Risk factors for Kaposi’s sarcoma associated herpesvirus (KSHV) DNA in blood and in saliva in rural Uganda

INTRODUCTION: Detectable KSHV DNA in blood and increased antibody titres may indicate KSHV reactivation, while transmission of KSHV occurs via viral shedding in saliva. METHODS: We investigated risk factors for KSHV DNA detection by real-time PCR, in blood and viral shedding in saliva, in 878 people aged 3 to 89 years of both sexes in a rural Ugandan population cohort. Helminths were detected using microscopy and malaria parasitaemia was identified using rapid diagnostic tests. Regression modelling was used for statistical analysis.

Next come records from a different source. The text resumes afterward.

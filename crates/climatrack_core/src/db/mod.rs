//! SQLite storage bootstrap and schema migration entry points.
//!
//! # Responsibility
//! - Open and configure SQLite connections for the climatrack engine.
//! - Apply schema migrations in deterministic order.
//!
//! # Invariants
//! - Migration version is tracked via `PRAGMA user_version`.
//! - Repositories must not read/write application data before migrations
//!   succeed.

use std::error::Error;
use std::fmt::{Display, Formatter};

pub mod migrations;
mod open;

pub use open::{open_db, open_db_in_memory};

pub type DbResult<T> = Result<T, DbError>;

#[derive(Debug)]
pub enum DbError {
    Sqlite(rusqlite::Error),
    UnsupportedSchemaVersion {
        db_version: u32,
        latest_supported: u32,
    },
}

impl Display for DbError {
    fn fmt(&self, f: &mut Formatter<'_>) -> std::fmt::Result {
        match self {
            Self::Sqlite(err) => write!(f, "{err}"),
            Self::UnsupportedSchemaVersion {
                db_version,
                latest_supported,
            } => write!(
                f,
                "database schema version {db_version} is newer than supported {latest_supported}"
            ),
        }
    }
}

impl Error for DbError {
    fn source(&self) -> Option<&(dyn Error + 'static)> {
        match self {
            Self::Sqlite(err) => Some(err),
            Self::UnsupportedSchemaVersion { .. } => None,
        }
    }
}

impl From<rusqlite::Error> for DbError {
    fn from(value: rusqlite::Error) -> Self {
        Self::Sqlite(value)
    }
}
//! SQLite migration registry and executor.
//!
//! # Responsibility
//! - Register schema migrations in strictly increasing order.
//! - Apply pending migrations atomically.
//!
//! # Invariants
//! - `version` values must remain monotonic.
//! - Applied migration version is mirrored to `PRAGMA user_version`.

use crate::db::{DbError, DbResult};
use rusqlite::Connection;

#[derive(Debug, Clone, Copy)]
struct Migration {
    version: u32,
    sql: &'static str,
}

const MIGRATIONS: &[Migration] = &[
    Migration {
        version: 1,
        sql: include_str!("0001_init.sql"),
    },
    Migration {
        version: 2,
        sql: include_str!("0002_points_of_interest.sql"),
    },
    Migration {
        version: 3,
        sql: include_str!("0003_observations.sql"),
    },
];

/// Returns the latest migration version known by this binary.
pub fn latest_version() -> u32 {
    MIGRATIONS.last().map_or(0, |migration| migration.version)
}

/// Applies all pending migrations on the provided connection.
///
/// A database written by a newer binary is rejected instead of being
/// partially interpreted.
pub fn apply_migrations(conn: &mut Connection) -> DbResult<()> {
    let current_version: u32 = conn.query_row("PRAGMA user_version;", [], |row| row.get(0))?;
    let latest = latest_version();

    if current_version > latest {
        return Err(DbError::UnsupportedSchemaVersion {
            db_version: current_version,
            latest_supported: latest,
        });
    }
    if current_version == latest {
        return Ok(());
    }

    let tx = conn.transaction()?;
    for migration in MIGRATIONS
        .iter()
        .filter(|migration| migration.version > current_version)
    {
        tx.execute_batch(migration.sql)?;
        tx.execute_batch(&format!("PRAGMA user_version = {};", migration.version))?;
    }
    tx.commit()?;

    Ok(())
}
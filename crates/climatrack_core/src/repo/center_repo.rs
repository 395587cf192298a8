//! Monitoring center repository and ownership guard.
//!
//! # Responsibility
//! - Create monitoring centers and resolve operator ownership.
//! - Enforce the one-center-per-operator invariant.
//!
//! # Invariants
//! - `NoCenter -> HasCenter` is a one-way transition per operator; there is
//!   no removal path.
//! - The application-level duplicate check runs inside the same transaction
//!   as the insert; the store UNIQUE constraint backs it under concurrency.

use crate::model::center::{MonitoringCenter, NewCenter};
use crate::repo::{is_unique_violation, require_non_blank, RepoError, RepoResult};
use log::info;
use rusqlite::{params, Connection, OptionalExtension, Row};

const CENTER_SELECT_SQL: &str = "SELECT
    id,
    operator_id,
    name,
    address,
    postal_code,
    city,
    province
FROM monitoring_centers";

/// Repository interface for monitoring center access.
pub trait CenterRepository {
    fn create_center(&self, request: &NewCenter) -> RepoResult<MonitoringCenter>;
    /// Absence is a valid outcome (the operator has not created a center
    /// yet), not an error.
    fn center_id_for_operator(&self, operator_id: i64) -> RepoResult<Option<i64>>;
    fn get_center(&self, center_id: i64) -> RepoResult<Option<MonitoringCenter>>;
}

/// SQLite-backed monitoring center repository.
pub struct SqliteCenterRepository<'conn> {
    conn: &'conn Connection,
}

impl<'conn> SqliteCenterRepository<'conn> {
    pub fn new(conn: &'conn Connection) -> Self {
        Self { conn }
    }
}

impl CenterRepository for SqliteCenterRepository<'_> {
    fn create_center(&self, request: &NewCenter) -> RepoResult<MonitoringCenter> {
        require_non_blank("name", &request.name)?;
        require_non_blank("address", &request.address)?;

        let tx = self.conn.unchecked_transaction()?;

        let operator_exists = tx
            .query_row(
                "SELECT 1 FROM operators WHERE id = ?1;",
                params![request.operator_id],
                |_| Ok(()),
            )
            .optional()?
            .is_some();
        if !operator_exists {
            return Err(RepoError::NotFound {
                entity: "operator",
                id: request.operator_id,
            });
        }

        let already_owned = tx
            .query_row(
                "SELECT id FROM monitoring_centers WHERE operator_id = ?1;",
                params![request.operator_id],
                |row| row.get::<_, i64>(0),
            )
            .optional()?;
        if already_owned.is_some() {
            return Err(RepoError::DuplicateCenter {
                operator_id: request.operator_id,
            });
        }

        let inserted = tx.execute(
            "INSERT INTO monitoring_centers (operator_id, name, address, postal_code, city, province)
             VALUES (?1, ?2, ?3, ?4, ?5, ?6);",
            params![
                request.operator_id,
                request.name,
                request.address,
                request.postal_code,
                request.city,
                request.province,
            ],
        );
        if let Err(err) = inserted {
            // A concurrent writer can slip past the SELECT; the UNIQUE
            // constraint on operator_id still reports it as a duplicate.
            if is_unique_violation(&err, "monitoring_centers.operator_id") {
                return Err(RepoError::DuplicateCenter {
                    operator_id: request.operator_id,
                });
            }
            return Err(err.into());
        }
        let id = tx.last_insert_rowid();
        tx.commit()?;

        info!(
            "event=center_create module=repo status=ok center_id={} operator_id={}",
            id, request.operator_id
        );

        Ok(MonitoringCenter {
            id,
            operator_id: request.operator_id,
            name: request.name.clone(),
            address: request.address.clone(),
            postal_code: request.postal_code.clone(),
            city: request.city.clone(),
            province: request.province.clone(),
        })
    }

    fn center_id_for_operator(&self, operator_id: i64) -> RepoResult<Option<i64>> {
        let id = self
            .conn
            .query_row(
                "SELECT id FROM monitoring_centers WHERE operator_id = ?1;",
                params![operator_id],
                |row| row.get(0),
            )
            .optional()?;
        Ok(id)
    }

    fn get_center(&self, center_id: i64) -> RepoResult<Option<MonitoringCenter>> {
        let mut stmt = self
            .conn
            .prepare(&format!("{CENTER_SELECT_SQL} WHERE id = ?1;"))?;
        let mut rows = stmt.query(params![center_id])?;

        if let Some(row) = rows.next()? {
            return Ok(Some(parse_center_row(row)?));
        }
        Ok(None)
    }
}

fn parse_center_row(row: &Row<'_>) -> RepoResult<MonitoringCenter> {
    Ok(MonitoringCenter {
        id: row.get("id")?,
        operator_id: row.get("operator_id")?,
        name: row.get("name")?,
        address: row.get("address")?,
        postal_code: row.get("postal_code")?,
        city: row.get("city")?,
        province: row.get("province")?,
    })
}
//! Great-circle distance and proximity ranking.
//!
//! # Responsibility
//! - Compute haversine distance between coordinate pairs.
//! - Order candidate points by ascending distance from a query origin.
//!
//! # Invariants
//! - Functions are pure; no connection handle is ever touched here.
//! - Equal distances preserve the candidates' original relative order.

use crate::model::geo_point::GeographicPoint;

/// Mean Earth radius used by the haversine formula.
pub const EARTH_RADIUS_KM: f64 = 6371.0;

/// One candidate paired with its distance from the query origin.
#[derive(Debug, Clone, PartialEq)]
pub struct RankedPoint {
    pub point: GeographicPoint,
    pub distance_km: f64,
}

/// Haversine distance in kilometers between two coordinates in decimal
/// degrees.
pub fn haversine_km(lat1: f64, lon1: f64, lat2: f64, lon2: f64) -> f64 {
    let lat_delta = (lat2 - lat1).to_radians();
    let lon_delta = (lon2 - lon1).to_radians();

    let a = (lat_delta / 2.0).sin().powi(2)
        + lat1.to_radians().cos() * lat2.to_radians().cos() * (lon_delta / 2.0).sin().powi(2);
    let c = 2.0 * a.sqrt().atan2((1.0 - a).sqrt());

    EARTH_RADIUS_KM * c
}

/// Orders `candidates` by ascending distance from `(lat, lon)`.
///
/// The sort is stable: candidates at equal distance keep the order in which
/// the repository returned them.
pub fn rank_by_distance(lat: f64, lon: f64, candidates: Vec<GeographicPoint>) -> Vec<RankedPoint> {
    let mut ranked: Vec<RankedPoint> = candidates
        .into_iter()
        .map(|point| {
            let distance_km = haversine_km(lat, lon, point.latitude, point.longitude);
            RankedPoint { point, distance_km }
        })
        .collect();

    ranked.sort_by(|a, b| a.distance_km.total_cmp(&b.distance_km));
    ranked
}
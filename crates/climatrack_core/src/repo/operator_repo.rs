//! Operator account repository: registration and authentication.
//!
//! # Responsibility
//! - Persist operator registrations after format validation.
//! - Resolve accounts by login id and verify credentials.
//!
//! # Invariants
//! - `login_id` is unique; a duplicate registration is rejected, never
//!   silently overwritten.
//! - Failed authentication is a `false` outcome, not an error.

use crate::model::operator::{is_valid_national_id, NewOperator, Operator};
use crate::repo::{is_unique_violation, require_non_blank, RepoError, RepoResult};
use log::info;
use rusqlite::{params, Connection, Row};

const OPERATOR_SELECT_SQL: &str = "SELECT
    id,
    first_name,
    last_name,
    national_id,
    email,
    login_id,
    credential
FROM operators";

/// Repository interface for operator accounts.
pub trait OperatorRepository {
    fn register(&self, request: &NewOperator) -> RepoResult<Operator>;
    fn authenticate(&self, login_id: &str, credential: &str) -> RepoResult<bool>;
    fn get_by_login_id(&self, login_id: &str) -> RepoResult<Option<Operator>>;
}

/// SQLite-backed operator repository.
pub struct SqliteOperatorRepository<'conn> {
    conn: &'conn Connection,
}

impl<'conn> SqliteOperatorRepository<'conn> {
    pub fn new(conn: &'conn Connection) -> Self {
        Self { conn }
    }
}

impl OperatorRepository for SqliteOperatorRepository<'_> {
    fn register(&self, request: &NewOperator) -> RepoResult<Operator> {
        require_non_blank("first name", &request.first_name)?;
        require_non_blank("last name", &request.last_name)?;
        require_non_blank("national id", &request.national_id)?;
        require_non_blank("email", &request.email)?;
        require_non_blank("login id", &request.login_id)?;
        require_non_blank("credential", &request.credential)?;

        if !is_valid_national_id(&request.national_id) {
            return Err(RepoError::InvalidArgument(format!(
                "malformed national id `{}`",
                request.national_id
            )));
        }
        if !request.email.contains('@') {
            return Err(RepoError::InvalidArgument(format!(
                "malformed email address `{}`",
                request.email
            )));
        }

        let inserted = self.conn.execute(
            "INSERT INTO operators (first_name, last_name, national_id, email, login_id, credential)
             VALUES (?1, ?2, ?3, ?4, ?5, ?6);",
            params![
                request.first_name,
                request.last_name,
                request.national_id,
                request.email,
                request.login_id,
                request.credential,
            ],
        );
        if let Err(err) = inserted {
            if is_unique_violation(&err, "operators.login_id") {
                return Err(RepoError::InvalidArgument(format!(
                    "login id `{}` is already in use",
                    request.login_id
                )));
            }
            return Err(err.into());
        }
        let id = self.conn.last_insert_rowid();

        info!(
            "event=operator_register module=repo status=ok operator_id={}",
            id
        );

        Ok(Operator {
            id,
            first_name: request.first_name.clone(),
            last_name: request.last_name.clone(),
            national_id: request.national_id.clone(),
            email: request.email.clone(),
            login_id: request.login_id.clone(),
            credential: request.credential.clone(),
        })
    }

    fn authenticate(&self, login_id: &str, credential: &str) -> RepoResult<bool> {
        let mut stmt = self.conn.prepare(
            "SELECT 1 FROM operators WHERE login_id = ?1 AND credential = ?2;",
        )?;
        let mut rows = stmt.query(params![login_id, credential])?;
        Ok(rows.next()?.is_some())
    }

    fn get_by_login_id(&self, login_id: &str) -> RepoResult<Option<Operator>> {
        let mut stmt = self
            .conn
            .prepare(&format!("{OPERATOR_SELECT_SQL} WHERE login_id = ?1;"))?;
        let mut rows = stmt.query(params![login_id])?;

        if let Some(row) = rows.next()? {
            return Ok(Some(parse_operator_row(row)?));
        }
        Ok(None)
    }
}

fn parse_operator_row(row: &Row<'_>) -> RepoResult<Operator> {
    Ok(Operator {
        id: row.get("id")?,
        first_name: row.get("first_name")?,
        last_name: row.get("last_name")?,
        national_id: row.get("national_id")?,
        email: row.get("email")?,
        login_id: row.get("login_id")?,
        credential: row.get("credential")?,
    })
}
//! Connection bootstrap utilities for SQLite.
//!
//! # Responsibility
//! - Open file or in-memory SQLite connections.
//! - Configure connection pragmas required by repository behavior.
//! - Trigger schema migrations before returning a usable connection.
//!
//! # Invariants
//! - Returned connections have `foreign_keys=ON`.
//! - Returned connections have migrations fully applied.

use super::migrations::apply_migrations;
use super::DbResult;
use log::{error, info};
use rusqlite::Connection;
use std::path::Path;
use std::time::{Duration, Instant};

/// Opens a SQLite database file and applies all pending migrations.
///
/// # Side effects
/// - Performs connection bootstrap and migration checks.
/// - Emits `db_open` logging events with duration and status.
pub fn open_db(path: impl AsRef<Path>) -> DbResult<Connection> {
    open_with("file", || Connection::open(path))
}

/// Opens an in-memory SQLite database and applies all pending migrations.
///
/// Behaves exactly like [`open_db`] apart from the storage mode; used by
/// integration tests and the smoke CLI.
pub fn open_db_in_memory() -> DbResult<Connection> {
    open_with("memory", Connection::open_in_memory)
}

fn open_with(
    mode: &str,
    open: impl FnOnce() -> rusqlite::Result<Connection>,
) -> DbResult<Connection> {
    let started_at = Instant::now();
    info!("event=db_open module=db status=start mode={mode}");

    let mut conn = open().map_err(|err| {
        error!(
            "event=db_open module=db status=error mode={mode} duration_ms={} error_code=db_open_failed error={err}",
            started_at.elapsed().as_millis()
        );
        err
    })?;

    if let Err(err) = bootstrap_connection(&mut conn) {
        error!(
            "event=db_open module=db status=error mode={mode} duration_ms={} error_code=db_bootstrap_failed error={err}",
            started_at.elapsed().as_millis()
        );
        return Err(err);
    }

    info!(
        "event=db_open module=db status=ok mode={mode} duration_ms={}",
        started_at.elapsed().as_millis()
    );
    Ok(conn)
}

fn bootstrap_connection(conn: &mut Connection) -> DbResult<()> {
    conn.execute_batch("PRAGMA foreign_keys = ON;")?;
    conn.busy_timeout(Duration::from_secs(5))?;
    apply_migrations(conn)?;
    Ok(())
}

RESULTS: and discussion: KSHV viral load in blood did not correlate with viral load in saliva, suggesting separate immunological control within each compartment. The proportion of individuals with detectable virus in blood was 23% among children aged 3-5 years , 22% among 6-12 years old, thereafter reducing with increasing age. The proportion of individuals with detectable virus in saliva increased from 30% in 3-5 year old children to 45% in those aged 6-12 and decreasing subsequently with increasing age. Overall, 29% of males shed in saliva compared to 19% of females (p = 0.008). Together, these data suggest that young males may be responsible for much of the onward transmission of KSHV. Individuals with a current malaria infection had higher levels of viral DNA in blood (p = 0.031) compared to malaria uninfected individuals. This suggests that malaria may lead to KSHV reactivation, thereby increasing transmission and pathogenicity of the virus.